La source


Il paraît qu’on ne fait rien au hasard. Que tout serait écrit. Pas par un type à barbe blanche au milieu d’un ciel aux nuages cotonneux, ni par un hippie crucifié. Tout serait écrit par notre inconscient. Il guiderait nos pas et écrirait notre histoire. Cet inconscient aiderait à limiter la casse, esquiver les embrouilles, éviter de s’emplâtrer dans un mur. Ça n’empêche pas les faux-pas. Et cela peut être fatal. Tu te casses la gueule et comprends trop tard que tu t’es cassé la gueule. Il y a longtemps de ça, je suis tombé dans une fontaine qui se trouvait au milieu d’une rue piétonne, non loin de la gare de Cergy Saint-Christophe. J’ai plongé tout habillé alors que je regardais derrière moi. Quelle idée à la con ! « Regarde devant toi ! Le passé, c’est le passé ! ». C’était bien avant que je me retrouve, sous psychotropes, aux urgences psychiatriques de Bichat. Pas pour une histoire de fontaine. Plus pour une histoire de noyade cérébrale. Un instant où tu perds tellement pied que t’en arrives à ne plus rien maitriser. Pour éviter de couler, mon inconscient m’aurait sauvé et m’aurait conseillé de me carapater. « Tire-toi de Paris ! » Alors, je suis parti, toujours avec un œil dans le rétroviseur. On se plante mais quand on a la tête dure, il faut souvent tomber plusieurs fois avant d’accepter que ça fasse mal.

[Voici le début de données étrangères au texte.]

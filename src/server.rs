//! TCP acceptor
//!
//! Binds a listener with socket2 so the configured socket options apply,
//! resolves the default device once, then hands every accepted connection
//! to a fresh [`Session`]. Connections are served one at a time unless
//! `concurrent` is set, in which case each gets its own thread.

use crate::config::{LimitsConfig, ServerConfig};
use crate::device::{Device, DeviceError, DeviceRegistry};
use crate::protocol::FramedStream;
use crate::session::{Session, SessionEnd};
use log::{error, info, warn};
use socket2::{Domain, Protocol, Socket, Type};
use std::io;
use std::net::{SocketAddr, TcpListener, TcpStream, ToSocketAddrs};
use std::sync::atomic::{AtomicU64, Ordering};
use std::sync::Arc;
use std::thread;
use thiserror::Error;

#[derive(Debug, Error)]
pub enum ServerError {
    #[error("Invalid listen address {0}")]
    InvalidAddress(String),

    #[error("Failed to bind {addr}: {source}")]
    Bind {
        addr: String,
        #[source]
        source: io::Error,
    },

    #[error("Accept failed: {0}")]
    Accept(#[source] io::Error),

    #[error("Default device unavailable: {0}")]
    Device(#[from] DeviceError),
}

pub struct Server {
    listener: TcpListener,
    registry: Arc<DeviceRegistry>,
    default_device: Arc<dyn Device>,
    limits: LimitsConfig,
    nodelay: bool,
    concurrent: bool,
    next_session: AtomicU64,
}

impl Server {
    /// Bind the configured address and resolve the default device
    pub fn bind(config: &ServerConfig, registry: Arc<DeviceRegistry>) -> Result<Self, ServerError> {
        let default_device = registry.get(&config.device.default)?;
        let listener = create_listener(config)?;
        info!(
            "listening on {} (default device {})",
            listener
                .local_addr()
                .map(|a| a.to_string())
                .unwrap_or_else(|_| config.bind_address()),
            default_device.name()
        );

        Ok(Self {
            listener,
            registry,
            default_device,
            limits: config.limits,
            nodelay: config.server.nodelay,
            concurrent: config.server.concurrent,
            next_session: AtomicU64::new(1),
        })
    }

    pub fn local_addr(&self) -> io::Result<SocketAddr> {
        self.listener.local_addr()
    }

    /// Accept connections forever
    pub fn serve(&self) -> Result<(), ServerError> {
        loop {
            let (stream, peer) = self.accept()?;
            if self.concurrent {
                let ctx = self.context();
                let spawned = thread::Builder::new()
                    .name(format!("rdev-session-{}", ctx.id))
                    .spawn(move || ctx.serve(stream, peer));
                if let Err(e) = spawned {
                    error!("failed to spawn session thread for {}: {}", peer, e);
                }
            } else {
                self.context().serve(stream, peer);
            }
        }
    }

    /// Accept and serve exactly one connection on the calling thread
    pub fn serve_one(&self) -> Result<(), ServerError> {
        let (stream, peer) = self.accept()?;
        self.context().serve(stream, peer);
        Ok(())
    }

    fn accept(&self) -> Result<(TcpStream, SocketAddr), ServerError> {
        loop {
            match self.listener.accept() {
                Ok((stream, peer)) => {
                    if self.nodelay {
                        if let Err(e) = stream.set_nodelay(true) {
                            warn!("TCP_NODELAY failed for {}: {}", peer, e);
                        }
                    }
                    return Ok((stream, peer));
                }
                Err(e) if e.kind() == io::ErrorKind::Interrupted => continue,
                Err(e) if e.kind() == io::ErrorKind::ConnectionAborted => {
                    warn!("connection aborted before accept: {}", e);
                    continue;
                }
                Err(e) => return Err(ServerError::Accept(e)),
            }
        }
    }

    fn context(&self) -> SessionContext {
        SessionContext {
            id: self.next_session.fetch_add(1, Ordering::Relaxed),
            registry: Arc::clone(&self.registry),
            device: Arc::clone(&self.default_device),
            limits: self.limits,
        }
    }
}

/// Everything a session thread needs, detached from the listener
struct SessionContext {
    id: u64,
    registry: Arc<DeviceRegistry>,
    device: Arc<dyn Device>,
    limits: LimitsConfig,
}

impl SessionContext {
    fn serve(self, stream: TcpStream, peer: SocketAddr) {
        info!("session {}: connected from {}", self.id, peer);
        let framed = match FramedStream::from_tcp(stream) {
            Ok(framed) => framed,
            Err(e) => {
                error!("session {}: failed to split stream: {}", self.id, e);
                return;
            }
        };

        let mut session = Session::new(self.id, framed, self.registry, self.device, self.limits);
        match session.run() {
            Ok(SessionEnd::Exit) => {}
            Ok(SessionEnd::PeerClosed) => info!("session {}: peer closed", self.id),
            Err(e) if e.is_disconnect() => info!("session {}: disconnected: {}", self.id, e),
            Err(e) => error!("session {}: terminated: {}", self.id, e),
        }
        info!(
            "session {}: served {} commands, releasing {} buffers",
            self.id,
            session.commands(),
            session.buffers().len()
        );
    }
}

fn create_listener(config: &ServerConfig) -> Result<TcpListener, ServerError> {
    let addr = config.bind_address();
    let socket_addr = addr
        .to_socket_addrs()
        .map_err(|_| ServerError::InvalidAddress(addr.clone()))?
        .next()
        .ok_or_else(|| ServerError::InvalidAddress(addr.clone()))?;
    let bind_err = |source| ServerError::Bind {
        addr: addr.clone(),
        source,
    };

    let domain = if socket_addr.is_ipv4() {
        Domain::IPV4
    } else {
        Domain::IPV6
    };
    let socket = Socket::new(domain, Type::STREAM, Some(Protocol::TCP)).map_err(bind_err)?;

    if config.server.reuse_address {
        socket.set_reuse_address(true).map_err(bind_err)?;
    }

    #[cfg(any(target_os = "linux", target_os = "macos", target_os = "freebsd"))]
    {
        if config.server.reuse_port {
            if let Err(e) = socket.set_reuse_port(true) {
                warn!("SO_REUSEPORT not available: {}", e);
            }
        }
    }

    socket.bind(&socket_addr.into()).map_err(bind_err)?;
    socket.listen(config.server.backlog).map_err(bind_err)?;
    Ok(socket.into())
}

#[cfg(test)]
mod tests {
    use super::*;
    use crate::protocol::Opcode;
    use std::io::{Read, Write};

    fn local_config() -> ServerConfig {
        let mut config = ServerConfig::default();
        config.server.host = "127.0.0.1".to_string();
        config.server.port = 0;
        config
    }

    #[test]
    fn test_bind_ephemeral_port() {
        let server = Server::bind(&local_config(), Arc::new(DeviceRegistry::with_builtin())).unwrap();
        assert_ne!(server.local_addr().unwrap().port(), 0);
    }

    #[test]
    fn test_unknown_default_device() {
        let mut config = local_config();
        config.device.default = "TPU".to_string();
        let err = Server::bind(&config, Arc::new(DeviceRegistry::with_builtin()))
            .err()
            .unwrap();
        assert!(matches!(err, ServerError::Device(DeviceError::UnknownDevice(_))));
    }

    #[test]
    fn test_bad_address() {
        let mut config = local_config();
        config.server.host = "not an address".to_string();
        assert!(matches!(
            Server::bind(&config, Arc::new(DeviceRegistry::with_builtin())),
            Err(ServerError::InvalidAddress(_))
        ));
    }

    #[test]
    fn test_serve_one_sync_exit() {
        let server = Server::bind(&local_config(), Arc::new(DeviceRegistry::with_builtin())).unwrap();
        let addr = server.local_addr().unwrap();

        let client = thread::spawn(move || {
            let mut stream = TcpStream::connect(addr).unwrap();
            stream.write_all(&[Opcode::Synchronize.as_u8()]).unwrap();
            let mut ack = [0xFFu8; 1];
            stream.read_exact(&mut ack).unwrap();
            stream.write_all(&[Opcode::Exit.as_u8()]).unwrap();
            let mut rest = Vec::new();
            stream.read_to_end(&mut rest).unwrap();
            (ack[0], rest)
        });

        server.serve_one().unwrap();
        let (ack, rest) = client.join().unwrap();
        assert_eq!(ack, 0x00);
        assert!(rest.is_empty());
    }
}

Tu arrives donc dans un nouvel espace. Comme tu ne ressembles à personne, tu veux ressembler à tout le monde. Tu veux prendre un petit bout de chacun, le malaxer à ta convenance et te construire un nouveau toi. Tu prends tout. Tu regardes tout, chaque coin de rue, chaque maison, chaque habitant. Tu les observes de près, de loin. Jeunes, vieux, souvent vieux. Parce que des jeunes, dans les p’tits bleds de campagne, il n’y en a plus beaucoup. Tu les vois s’accommoder de leur vie, en plein consentement, rarement en se battant. Pourquoi d’ailleurs devraient-ils se battre ? Et contre quoi ? A part peut-être avec la mort qui approche à petits pas. Au final, le seul qui ne trouve pas sa place, c’est toi. Tu as beau photographier leur temps, leurs instants, leurs lieux, tout ça ne t’appartient pas. Les décors et les gens sont bien réels mais tu mets leur vie en scène. Même si tu cherches à t’approcher au plus près de leur réalité. Tu cadres, tu les éclaires à coup de flash, tu attends le rayon de soleil qui tape la toile cirée, tu mets 2 heures à mettre tout en place, à régler chaque détail. Le paquet de clopes sur la table. Les allumettes. Le cendrier. La chaise. Les bougies. Le jeu de dame. La carriole. Tu en arrives presque à te demander si le Christ sur sa croix est à la bonne place lui aussi ? Pourquoi est-ce si compliqué de trouver sa place ? Ce village, tu as beau l’avoir arpenté depuis que tu es né. En long, en large, et en travers. Tu y as passé certains étés de ton enfance à pêcher le goujon. Tu t’es baigné dans l’eau de la rivière encore à peu près propre. Tu es monté au mât de cocagne lors des comices agricoles. Ta mère y est née et y finira sa vie. Mais cette source est-elle la tienne ? Cette chambre au parquet qui craque et au papier peint fané, tu en connais l’odeur par cœur. Tu entends les ressorts du sommier couiner sous ton poids à chaque fois que tu pivotes. Tu devrais te sentir bien ici. Loin de la ville et de ses excès. Tu ne t’y sens pas forcément mal. Seulement pas à ta place. Putain de place à prendre, à trouver, à voler.

Si j’ai longtemps pensé que je pouvais être ce gamin sur son vélo, les pieds dans la rivière en crue, son horizon ne m’inspire pas confiance. Il ne me reste qu’à fuir avant que je me noie à nouveau. Et puis, peut-être devrais-je arrêter de penser que mon inconscient guide mes pas. Finalement, je suis le seul à vraiment décider de mon sort. En pleine conscience.

Frédérick Carnet

Cette série photographique a été réalisée entre octobre 2010 et janvier 2011.